La politique américaines des bases aériennes et navales
Les États-Unis n’étaient, avant la deuxième guerre mondiale, qu’une grande puissance américaine. La Grande-Bretagne était alors seule à disposer, sur toutes les mers du monde, d’une chaîne très complète de bases navales. La situation est maintenant totalement modifiée : les États-Unis sont une puissance mondiale, et de beaucoup la plus importante. Leurs intérêts politiques et commerciaux concernent toutes les zones de la planète ; pour posséder les moyens militaires de les défendre, ils ont dû acquérir dans le monde de nouvelles bases destinées à élargir le cercle de bases américaines dont ils disposaient en 1939. Ils y sont parvenus la plupart du temps en empiétant sur les possessions britanniques.

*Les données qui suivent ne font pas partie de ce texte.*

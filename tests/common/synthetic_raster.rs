use rand::rngs::StdRng;
use rand::SeedableRng;
use rand_distr::{Distribution, Normal};
use ship_detector::image::ImageF32;
use ship_detector::model::{self, ModelParams};

/// Sea-clutter-like raster: `level` plus seeded Gaussian noise.
pub fn sea_raster(width: usize, height: usize, level: f32, sigma: f32, seed: u64) -> ImageF32 {
    let mut img = ImageF32::filled(width, height, level);
    add_noise(&mut img, sigma, seed);
    img
}

/// Adds zero-mean Gaussian noise in place. `sigma == 0` leaves the raster untouched.
pub fn add_noise(img: &mut ImageF32, sigma: f32, seed: u64) {
    if sigma <= 0.0 {
        return;
    }
    let mut rng = StdRng::seed_from_u64(seed);
    let normal = Normal::new(0.0f32, sigma).expect("sigma must be positive");
    for v in img.data.iter_mut() {
        *v += normal.sample(&mut rng);
    }
}

/// Paints an axis-aligned block of constant amplitude, clipped to the raster.
pub fn paint_block(img: &mut ImageF32, x0: usize, y0: usize, w: usize, h: usize, value: f32) {
    for y in y0..(y0 + h).min(img.h) {
        for x in x0..(x0 + w).min(img.w) {
            img.set(x, y, value);
        }
    }
}

/// Noisy rendering of the ship model, in the same log-compressed units the
/// refiner works in.
pub fn noisy_model_crop(
    width: usize,
    height: usize,
    truth: &ModelParams,
    sigma: f32,
    seed: u64,
) -> ImageF32 {
    let mut img = model::render(width, height, truth);
    add_noise(&mut img, sigma, seed);
    img
}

Si elle conserve son réseau mondial, la Grande-Bretagne ne possède plus le monopole et le contrôle exclusifs des grandes lignes de communications universelles qu’elle partage maintenant avec les États-Unis.
La politique américaine des bases jusqu’à la Première Guerre mondiale
Elle reposait sur une conception de la défense de l’Amérique du Nord qui peut se résumer en trois propositions essentielles : L’improbabilité d’une attaque par l’Est et par le Nord, la nécessité de maintenir libre le passage de Panama, la possibilité d’une attaque nippone par l’Ouest.
On considérait, d’abord, comme improbable une attaque par l’Est et par le Nord. Du côté de l’Est, 6.000 kilomètres séparent les États-Unis de l’Europe. Or, la marine allemande n’avait pas la maîtrise de la mer, et elle devait être, en cas de conflit, neutralisée par la marine britannique, du moins en ce qui concerne les grosses unités de surface, seules capables de rendre possible une invasion. On ne pouvait, en outre, envisager alors des traversées régulières de l’Atlantique Nord par avions : le premier service régulier de clippers a été inauguré en juin 1939 entre New York et Lisbonne. Du côté du nord, la banquise polaire interdisait toute grande navigation par l’Arctique ; le froid et l’ignorance à peu près totale des conditions météorologiques boréales constituaient une double protection naturelle contre une invasion aérienne.